> _TASK_
Go through the data and copy each line that holds "SqliteStore".

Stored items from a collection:

• • • • •

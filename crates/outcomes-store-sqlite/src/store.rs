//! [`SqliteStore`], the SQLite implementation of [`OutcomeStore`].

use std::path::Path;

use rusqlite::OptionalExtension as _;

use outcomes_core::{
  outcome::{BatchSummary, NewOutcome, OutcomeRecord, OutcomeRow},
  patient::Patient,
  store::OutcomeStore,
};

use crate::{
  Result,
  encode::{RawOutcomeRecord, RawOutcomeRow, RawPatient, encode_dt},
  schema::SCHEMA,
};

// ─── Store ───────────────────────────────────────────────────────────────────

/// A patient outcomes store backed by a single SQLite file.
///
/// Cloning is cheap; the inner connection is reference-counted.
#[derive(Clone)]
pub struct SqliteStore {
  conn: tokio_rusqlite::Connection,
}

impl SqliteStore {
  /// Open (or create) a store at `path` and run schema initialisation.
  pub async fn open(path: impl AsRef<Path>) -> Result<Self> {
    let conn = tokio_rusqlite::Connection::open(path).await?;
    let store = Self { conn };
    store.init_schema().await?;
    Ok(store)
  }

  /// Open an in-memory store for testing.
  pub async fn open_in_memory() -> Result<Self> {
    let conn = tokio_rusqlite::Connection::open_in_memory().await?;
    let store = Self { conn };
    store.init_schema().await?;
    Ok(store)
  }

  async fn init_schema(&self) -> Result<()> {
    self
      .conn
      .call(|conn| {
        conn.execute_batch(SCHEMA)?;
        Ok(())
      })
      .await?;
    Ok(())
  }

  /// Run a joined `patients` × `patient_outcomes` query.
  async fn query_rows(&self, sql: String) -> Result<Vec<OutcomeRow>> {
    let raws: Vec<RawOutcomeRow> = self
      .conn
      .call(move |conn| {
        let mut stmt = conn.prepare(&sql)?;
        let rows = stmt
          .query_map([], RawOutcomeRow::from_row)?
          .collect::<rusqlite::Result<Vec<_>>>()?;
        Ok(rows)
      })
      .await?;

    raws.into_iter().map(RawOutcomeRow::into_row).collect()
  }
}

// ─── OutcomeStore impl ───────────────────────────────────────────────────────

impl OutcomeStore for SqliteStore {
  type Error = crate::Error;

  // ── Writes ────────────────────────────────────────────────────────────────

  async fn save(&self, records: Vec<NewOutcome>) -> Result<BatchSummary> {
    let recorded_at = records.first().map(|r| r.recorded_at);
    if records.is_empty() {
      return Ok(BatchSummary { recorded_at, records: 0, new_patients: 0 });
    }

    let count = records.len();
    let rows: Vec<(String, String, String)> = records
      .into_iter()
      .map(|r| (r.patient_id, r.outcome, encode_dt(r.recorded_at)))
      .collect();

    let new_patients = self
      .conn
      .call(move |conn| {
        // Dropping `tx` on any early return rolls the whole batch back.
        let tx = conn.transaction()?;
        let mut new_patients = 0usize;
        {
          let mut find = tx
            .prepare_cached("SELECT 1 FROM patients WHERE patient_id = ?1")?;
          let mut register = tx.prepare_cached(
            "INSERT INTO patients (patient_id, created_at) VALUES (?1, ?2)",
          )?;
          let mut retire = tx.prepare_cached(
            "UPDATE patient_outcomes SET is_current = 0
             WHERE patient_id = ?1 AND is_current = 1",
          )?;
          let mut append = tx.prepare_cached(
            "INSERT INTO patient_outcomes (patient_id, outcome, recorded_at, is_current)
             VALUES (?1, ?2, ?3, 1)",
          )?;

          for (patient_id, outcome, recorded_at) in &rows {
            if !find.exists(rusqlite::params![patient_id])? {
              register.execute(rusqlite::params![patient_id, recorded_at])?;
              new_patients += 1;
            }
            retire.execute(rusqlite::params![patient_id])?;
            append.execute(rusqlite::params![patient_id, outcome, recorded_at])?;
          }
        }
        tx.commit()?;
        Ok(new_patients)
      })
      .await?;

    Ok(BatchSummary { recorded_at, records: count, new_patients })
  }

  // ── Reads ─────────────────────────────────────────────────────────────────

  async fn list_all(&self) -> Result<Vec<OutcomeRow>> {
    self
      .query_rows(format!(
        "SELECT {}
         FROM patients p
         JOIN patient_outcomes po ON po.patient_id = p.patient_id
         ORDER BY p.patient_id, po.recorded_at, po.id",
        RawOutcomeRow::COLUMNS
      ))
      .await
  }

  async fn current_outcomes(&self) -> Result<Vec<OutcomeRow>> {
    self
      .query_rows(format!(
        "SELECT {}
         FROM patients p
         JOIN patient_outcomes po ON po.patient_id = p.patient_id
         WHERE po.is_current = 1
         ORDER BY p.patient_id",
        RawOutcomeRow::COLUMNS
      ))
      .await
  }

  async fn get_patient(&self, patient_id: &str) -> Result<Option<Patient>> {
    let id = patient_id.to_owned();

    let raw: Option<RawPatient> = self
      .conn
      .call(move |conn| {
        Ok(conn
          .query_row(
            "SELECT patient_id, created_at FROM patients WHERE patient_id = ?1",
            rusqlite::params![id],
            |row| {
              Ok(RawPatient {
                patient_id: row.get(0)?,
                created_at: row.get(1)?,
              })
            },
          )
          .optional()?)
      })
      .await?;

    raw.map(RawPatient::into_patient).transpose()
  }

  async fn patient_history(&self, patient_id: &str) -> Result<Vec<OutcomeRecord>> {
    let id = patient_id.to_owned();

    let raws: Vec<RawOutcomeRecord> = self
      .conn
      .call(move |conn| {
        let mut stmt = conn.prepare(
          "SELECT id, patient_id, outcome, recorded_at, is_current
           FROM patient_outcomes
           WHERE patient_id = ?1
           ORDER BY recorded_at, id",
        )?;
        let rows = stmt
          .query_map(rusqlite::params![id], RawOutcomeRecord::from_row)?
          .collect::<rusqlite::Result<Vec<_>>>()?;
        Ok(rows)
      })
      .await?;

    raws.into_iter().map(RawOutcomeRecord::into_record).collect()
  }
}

• • • • •

> _ANSWER BELOW_
//! [`SqliteStore`], the SQLite implementation of [`OutcomeStore`].
pub struct SqliteStore {
impl SqliteStore {
impl OutcomeStore for SqliteStore {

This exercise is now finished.